Rédigé le 6 avril 2016 par | Actions, Indices, sociétés et marchés, Toutes les analyses Imprimer

Le départ surprise d’Alexandre de Juniac, quittant ainsi la direction d’Air France-KLM (FR0000031122) pour prendre celle de l’IATA, a fait la Une de tous les médias. L’événement a été évoqué dans un bref sujet à la grand-messe du 20H sur les chaînes publiques et privées.

Air France-KLM : des salaires de haut vol… et une rentabilité vouée à un atterrissage brutal ?

Beaucoup de questions sur les motivations d’Alexandre de Juniac se posent. Pourquoi un PDG quitterait-il prématurément un tel fleuron du SBF-120 ?

En fait, l’actionnaire peut se montrer doublement contrarié de voir s’envoler le capitaine vers les cieux plus riants de l’IATA car la chute de -7% du titre (vers 7,45€) efface tout le terrain repris depuis la mi-février, en grande partie grâce à la baisse du prix des carburants.

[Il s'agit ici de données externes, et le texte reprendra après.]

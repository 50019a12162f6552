//! # FRB CLI Module
//!
//! This module implements the CLI interface for the follow-up engine.
//!
//! ## Available Commands
//!
//! - `init` - Initialize new database
//! - `seed` - Seed sample criteria and resources from a TOML file
//! - `add-transient` / `add-galaxy` - Register objects
//! - `tag` / `untag` - Manage sample tags
//! - `path` / `host` - Record PATH results and the host galaxy
//! - `recompute` - Refresh statuses
//! - `criteria` / `show` / `summary` - Inspect the catalog
//! - `ingest-plan` / `ingest-log` / `ingest-z` - Bulk ingestion from JSON
//! - `export` / `import` - Catalog snapshot files

mod commands;

use chrono::{DateTime, Utc};
use clap::{Parser, Subcommand};
use frb_core::FrbError;
use std::path::PathBuf;

pub use commands::*;

// =============================================================================
// CLI STRUCTURE
// =============================================================================

/// FRB follow-up status engine
///
/// Tracks every FRB from localization through host association, imaging and
/// spectroscopy to a secure redshift.
#[derive(Parser, Debug)]
#[command(name = "frb")]
#[command(version, about, long_about = None)]
pub struct Cli {
    /// Enable verbose output
    #[arg(short, long, global = true)]
    pub verbose: bool,

    /// Suppress banner output
    #[arg(short, long, global = true)]
    pub quiet: bool,

    /// Path to the catalog database
    #[arg(short = 'D', long, global = true, default_value = "frb.db")]
    pub database: PathBuf,

    /// Storage backend: "file" (snapshot file) or "redb" (ACID database)
    #[arg(short = 'B', long, global = true, default_value = "redb")]
    pub backend: String,

    /// Output in JSON format (for programmatic access)
    #[arg(long = "json", global = true)]
    pub json_mode: bool,

    /// Subcommand to execute
    #[command(subcommand)]
    pub command: Option<Commands>,
}

/// Available CLI commands.
#[derive(Subcommand, Debug)]
pub enum Commands {
    /// Initialize a new empty database
    Init {
        /// Force initialization even if database exists
        #[arg(short, long)]
        force: bool,
    },

    /// Seed sample criteria and follow-up resources from a TOML file
    Seed {
        /// Path to the configuration file
        #[arg(short, long, default_value = "frb.toml")]
        config: PathBuf,
    },

    /// Register a new FRB transient
    AddTransient {
        /// TNS name, e.g. FRB20230718A
        name: String,
        /// Discovering survey
        survey: String,
        /// Right ascension (deg)
        ra: f64,
        /// Declination (deg)
        #[arg(allow_hyphen_values = true)]
        dec: f64,

        /// Localization semi-major axis (arcsec)
        #[arg(long, default_value = "0")]
        a_err: f64,

        /// Localization semi-minor axis (arcsec)
        #[arg(long, default_value = "0")]
        b_err: f64,

        /// Localization position angle (deg)
        #[arg(long, default_value = "0")]
        theta: f64,

        /// Dispersion measure (pc cm^-3)
        #[arg(long, default_value = "0")]
        dm: f64,

        /// Galactic E(B-V)
        #[arg(long, default_value = "0")]
        ebv: f64,

        /// Bright-star flag (unset means not yet checked)
        #[arg(long)]
        bright_star: Option<bool>,

        /// Comma-separated sample tags
        #[arg(short, long)]
        tags: Option<String>,
    },

    /// Register a candidate host galaxy
    AddGalaxy {
        /// Galaxy name, e.g. J083036-402755
        name: String,
        /// Right ascension (deg)
        ra: f64,
        /// Declination (deg)
        #[arg(allow_hyphen_values = true)]
        dec: f64,

        /// r-band magnitude
        #[arg(long, requires = "instrument")]
        mag: Option<f64>,

        /// Telescope-instrument of the photometry, e.g. Blanco-DECam
        #[arg(long)]
        instrument: Option<String>,

        /// Photometric band
        #[arg(long, default_value = "r")]
        band: String,

        /// Redshift
        #[arg(long, requires = "z_source")]
        z: Option<f64>,

        /// Redshift source, e.g. Keck-LRIS-2024A
        #[arg(long)]
        z_source: Option<String>,
    },

    /// Attach sample tags to a transient
    Tag {
        /// TNS name
        name: String,
        /// Comma-separated tags
        tags: String,
    },

    /// Detach a sample tag from a transient
    Untag {
        /// TNS name
        name: String,
        /// Tag to remove
        tag: String,
    },

    /// Record PATH results
    Path {
        /// TNS name
        name: String,

        /// Candidates as GALAXY=P_Ox pairs, comma-separated
        #[arg(short, long)]
        candidates: String,

        /// P(U|x), the unseen-host probability
        #[arg(long)]
        pux: Option<f64>,
    },

    /// Assign (or clear) the preferred host galaxy
    Host {
        /// TNS name
        name: String,

        /// Galaxy name; omit to clear
        galaxy: Option<String>,
    },

    /// Recompute one transient's status, or every status
    Recompute {
        /// TNS name; omit to recompute all
        name: Option<String>,
    },

    /// Show the per-tag criteria of a transient
    Criteria {
        /// TNS name
        name: String,
    },

    /// Show a transient
    Show {
        /// TNS name
        name: String,
    },

    /// Count transients per status
    Summary,

    /// Ingest an observing plan (JSON rows)
    IngestPlan {
        /// Path to the JSON file
        #[arg(short, long)]
        file: PathBuf,

        /// Resource the plan is for
        #[arg(short, long)]
        resource: String,

        /// Skip the status prerequisites
        #[arg(long = "override")]
        override_checks: bool,
    },

    /// Ingest an observing log (JSON rows)
    IngestLog {
        /// Path to the JSON file
        #[arg(short, long)]
        file: PathBuf,

        /// Reference time for validity windows (RFC 3339); defaults to now
        #[arg(long)]
        now: Option<DateTime<Utc>>,

        /// Skip the status prerequisites
        #[arg(long = "override")]
        override_checks: bool,
    },

    /// Ingest a redshift table (JSON rows)
    IngestZ {
        /// Path to the JSON file
        #[arg(short, long)]
        file: PathBuf,
    },

    /// Export the catalog snapshot
    Export {
        /// Output file path
        #[arg(short, long)]
        output: PathBuf,
    },

    /// Import a catalog snapshot into an empty database
    Import {
        /// Input file path
        #[arg(short, long)]
        input: PathBuf,
    },
}

// =============================================================================
// COMMAND EXECUTION
// =============================================================================

/// Execute the CLI with parsed arguments.
pub fn execute(cli: Cli) -> Result<(), FrbError> {
    let ctx = Context {
        database: cli.database,
        backend: cli.backend,
        json_mode: cli.json_mode,
        verbose: cli.verbose,
    };

    match cli.command {
        Some(Commands::Init { force }) => cmd_init(&ctx, force),
        Some(Commands::Seed { config }) => cmd_seed(&ctx, &config),
        Some(Commands::AddTransient {
            name,
            survey,
            ra,
            dec,
            a_err,
            b_err,
            theta,
            dm,
            ebv,
            bright_star,
            tags,
        }) => {
            let mut transient = frb_core::Transient::new(name, survey, ra, dec);
            transient.a_err = a_err;
            transient.b_err = b_err;
            transient.theta = theta;
            transient.dm = dm;
            transient.mw_ebv = ebv;
            transient.bright_star = bright_star;
            cmd_add_transient(&ctx, transient, tags.as_deref())
        }
        Some(Commands::AddGalaxy {
            name,
            ra,
            dec,
            mag,
            instrument,
            band,
            z,
            z_source,
        }) => {
            let mut galaxy = frb_core::Galaxy::new(name, ra, dec);
            if let (Some(mag), Some(instrument)) = (mag, instrument) {
                galaxy = galaxy.with_photometry(frb_core::Photometry::new(instrument, band, mag));
            }
            if let (Some(z), Some(source)) = (z, z_source) {
                galaxy = galaxy.with_redshift(z, source);
            }
            cmd_add_galaxy(&ctx, galaxy)
        }
        Some(Commands::Tag { name, tags }) => cmd_tag(&ctx, &name, &tags),
        Some(Commands::Untag { name, tag }) => cmd_untag(&ctx, &name, &tag),
        Some(Commands::Path {
            name,
            candidates,
            pux,
        }) => cmd_path(&ctx, &name, &candidates, pux),
        Some(Commands::Host { name, galaxy }) => cmd_host(&ctx, &name, galaxy.as_deref()),
        Some(Commands::Recompute { name }) => cmd_recompute(&ctx, name.as_deref()),
        Some(Commands::Criteria { name }) => cmd_criteria(&ctx, &name),
        Some(Commands::Show { name }) => cmd_show(&ctx, &name),
        Some(Commands::IngestPlan {
            file,
            resource,
            override_checks,
        }) => cmd_ingest_plan(&ctx, &file, &resource, override_checks),
        Some(Commands::IngestLog {
            file,
            now,
            override_checks,
        }) => cmd_ingest_log(&ctx, &file, now.unwrap_or_else(Utc::now), override_checks),
        Some(Commands::IngestZ { file }) => cmd_ingest_z(&ctx, &file),
        Some(Commands::Export { output }) => cmd_export(&ctx, &output),
        Some(Commands::Import { input }) => cmd_import(&ctx, &input),
        Some(Commands::Summary) | None => {
            // No subcommand - show the summary by default
            cmd_summary(&ctx)
        }
    }
}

Le coût des carburants est une chose, le coût des pilotes en est une autre. Nous ne sommes pas là pour juger si les pilotes sont surpayés, et ceux d’autres compagnies sous-payés (c’est probablement le cas chez les 2 principales compagnies européennes low cost où un copilote débutant gagne à peine plus qu’un chauffeur de bus à la RATP). Il est cependant difficile d’occulter les chiffres suivants.

Quelques chiffres pour comprendre le départ d’Alexandre de Juniac

Un pilote d’Air France gagne en moyenne 14000€ alors que son collègue de KLM gagne 11200€. Il y a 2800€ de perdus rien qu’en survolant la Belgique !

2800€, c’est le salaire moyen dans le cockpit de grandes compagnies basées en Irlande et en Espagne, que nous ne citerons pas, car il y en a d’autres en Europe, que ne se montrent pas beaucoup plus généreuses.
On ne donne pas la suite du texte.